■ Task details:
If a line in the data below includes the string "super", please return a copy of it.

■ Records to use:
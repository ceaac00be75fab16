use serde::{Deserialize, Serialize};
use std::path::{Path, PathBuf};

use super::error::ConfigError;
use super::rebin::RebinPolicy;

/// Structure representing a conversion job. Contains the input and output paths and how the
/// histograms should be made to fit the PSI-BIN limits.
/// Configs are seralizable and deserializable to YAML using serde and serde_yaml
#[derive(Debug, Clone, PartialEq, Serialize, Deserialize)]
pub struct ConvertConfig {
    pub input_path: PathBuf,
    pub output_path: PathBuf,
    pub policy: RebinPolicy,
    /// Require histogram lengths to be a multiple of 256
    pub strict: bool,
}

impl Default for ConvertConfig {
    /// Generate a new ConvertConfig object. The paths will be empty/invalid
    fn default() -> Self {
        Self {
            input_path: PathBuf::from("None"),
            output_path: PathBuf::from("None"),
            policy: RebinPolicy::RebinAndPad,
            strict: false,
        }
    }
}

impl ConvertConfig {
    /// Read the configuration in a YAML file
    /// Returns a ConvertConfig if successful
    pub fn read_config_file(config_path: &Path) -> Result<Self, ConfigError> {
        if !config_path.exists() {
            return Err(ConfigError::BadFilePath(config_path.to_path_buf()));
        }

        let yaml_str = std::fs::read_to_string(config_path)?;

        Ok(serde_yaml::from_str::<Self>(&yaml_str)?)
    }

    /// Write the configuration to a YAML file
    pub fn write_config_file(&self, config_path: &Path) -> Result<(), ConfigError> {
        let yaml_str = serde_yaml::to_string(self)?;
        std::fs::write(config_path, yaml_str)?;
        Ok(())
    }

    pub fn does_input_exist(&self) -> bool {
        self.input_path.is_file()
    }

    /// The output directory must exist and the output must not overwrite the input
    pub fn is_output_valid(&self) -> bool {
        let parent_exists = match self.output_path.parent() {
            Some(parent) if !parent.as_os_str().is_empty() => parent.exists(),
            _ => true,
        };
        parent_exists
            && !self.output_path.as_os_str().is_empty()
            && self.output_path != self.input_path
    }

    /// Check the paths before any file is touched
    pub fn validate(&self) -> Result<(), ConfigError> {
        if !self.does_input_exist() {
            return Err(ConfigError::BadFilePath(self.input_path.clone()));
        }
        if !self.is_output_valid() {
            return Err(ConfigError::InvalidValue(format!(
                "output path {:?} is not writable or equals the input",
                self.output_path
            )));
        }
        Ok(())
    }
}
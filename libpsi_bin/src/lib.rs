//! # psi_bin
//!
//! psi_bin reads and writes the binary time-differential histogram files of muon spin
//! rotation spectrometers, written in Rust. It decodes the PSI-BIN format and the MDU
//! front-end dumps (pTA "M3", TDC "T4" and "T5"), gives access to the histograms through a
//! set of derived views (rebinned, aligned to t0, background corrected, asymmetry with its
//! error), and writes histogram data back as PSI-BIN within the limits of that format.
//!
//! ## Installation
//!
//! The only method of install is from source. If you have not used Rust before, see the
//! [Rust docs](https://www.rust-lang.org/tools/install) for installation instructions.
//!
//! To build and install the command line tool use `cargo install --path ./psi_bin_cli`
//! from the top level psi_bin repository.
//!
//! ## Usage
//!
//! ```no_run
//! use libpsi_bin::codec::MusrTdFile;
//! use std::path::Path;
//!
//! let mut file = MusrTdFile::new();
//! file.read(Path::new("deltat_tdc_gps_2471.bin")).unwrap();
//! let forward = file.store().histo_vector(0, 4);
//! println!("{} points at {} ns", forward.len(), file.time_resolution() * 4.0);
//! ```
//!
//! ## Configuration
//!
//! The CLI converts any supported file to PSI-BIN. The YAML format of a configuration file
//! is as follows:
//!
//! ```yml
//! input_path: None
//! output_path: None
//! policy: rebin_and_pad
//! strict: false
//! ```
//!
//! `policy` is either `rebin_and_pad` (sum groups of bins, then zero pad to a multiple of
//! 256) or `truncate` (keep the leading bins). With `strict` set, the written histograms
//! must have a length that is a multiple of 256.
//!
//! ## Limits
//!
//! A PSI-BIN file holds at most 32 histograms of at most 32767 bins, and no more than
//! 65536 bins in total. Only the first 16 histograms carry labels, t0 and good bin ranges
//! in the header, and at most 18 scalers and 4 temperatures are stored.
//!
//! ## Output
//!
//! The CLI writes a log file `psi_bin.log` next to where it runs. It contains the details
//! of every decode and encode, including warnings about optional information that was
//! missing from a file.
pub mod codec;
pub mod config;
pub mod consistency;
pub mod constants;
pub mod error;
pub mod format;
pub mod histogram;
pub mod layout;
pub mod mdu;
pub mod process;
pub mod psi_bin;
pub mod rebin;
pub mod run_info;
pub mod views;
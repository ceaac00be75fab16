// Legacy limits of the PSI-BIN / MDU layouts. These are validated invariants,
// not storage capacities.

/// Maximum number of histograms in a PSI-BIN file (extended layout)
pub const MAX_HISTO: usize = 32;
/// Number of histogram metadata slots in the legacy PSI-BIN header
pub const PSI_BIN_HEADER_HISTO_SLOTS: usize = 16;
/// Maximum number of scalers stored in a PSI-BIN header
pub const MAX_PSI_BIN_SCALER: usize = 18;
/// Maximum number of scalers of any supported format (T5 carries 32 tags)
pub const MAX_SCALER: usize = 32;
/// Maximum number of averaged temperatures
pub const MAX_TEMPER: usize = 4;

/// Physical record length in bins used when writing PSI-BIN payload
pub const MAX_REC: usize = 4096;
/// Longest histogram the PSI-BIN header can describe
pub const MAX_HISTO_LENGTH: usize = 32767;
/// Total number of bins (all histograms) a PSI-BIN file may carry
pub const MAX_TOTAL_BINS: usize = 65536;
/// Histogram lengths produced by the rebin transform are multiples of this
pub const BIN_QUANTUM: usize = 256;
/// Upper cap on the per-histogram length chosen by the rebin transform
pub const MAX_REBIN_LENGTH: usize = 32512;

pub const PSI_BIN_HEADER_SIZE: usize = 1024;
pub const PSI_BIN_FORMAT_ID: &str = "1N";
/// Stored in the slot 0 t0 when the file carries no t0 information
pub const T0_ABSENT: i16 = -1;
/// Written to the obsolete TDC resolution code field
pub const TDC_RESOLUTION_UNUSED: i16 = -1;

pub const MAX_LABEL_LENGTH: usize = 4;
pub const MAX_TITLE_FIELD_LENGTH: usize = 10;
pub const MAX_COMMENT_LENGTH: usize = 62;
pub const DATE_LENGTH: usize = 9;
pub const TIME_LENGTH: usize = 8;

// Bin width units
pub const NS_PER_US: f64 = 1.0e3;
pub const PS_PER_US: f64 = 1.0e6;

/// Bin width in microseconds of TDC resolution code 0 (the legacy fallback)
pub const TDC_BASE_BIN_WIDTH: f64 = 0.125 * 625.0e-6;

/// Counts below this value are considered empty by the views
pub const NEAR_ZERO_COUNTS: f64 = 0.5;
/// Substituted for near-empty bins by the no-zero view
pub const NEAR_ZERO_REPLACEMENT: f64 = 0.1;
/// Error reported for asymmetry bins without enough statistics
pub const ASYMMETRY_PLACEHOLDER_ERROR: f64 = 1.0;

■ Solution:
use super::error::ConfigError;
use super::rebin::RebinPolicy;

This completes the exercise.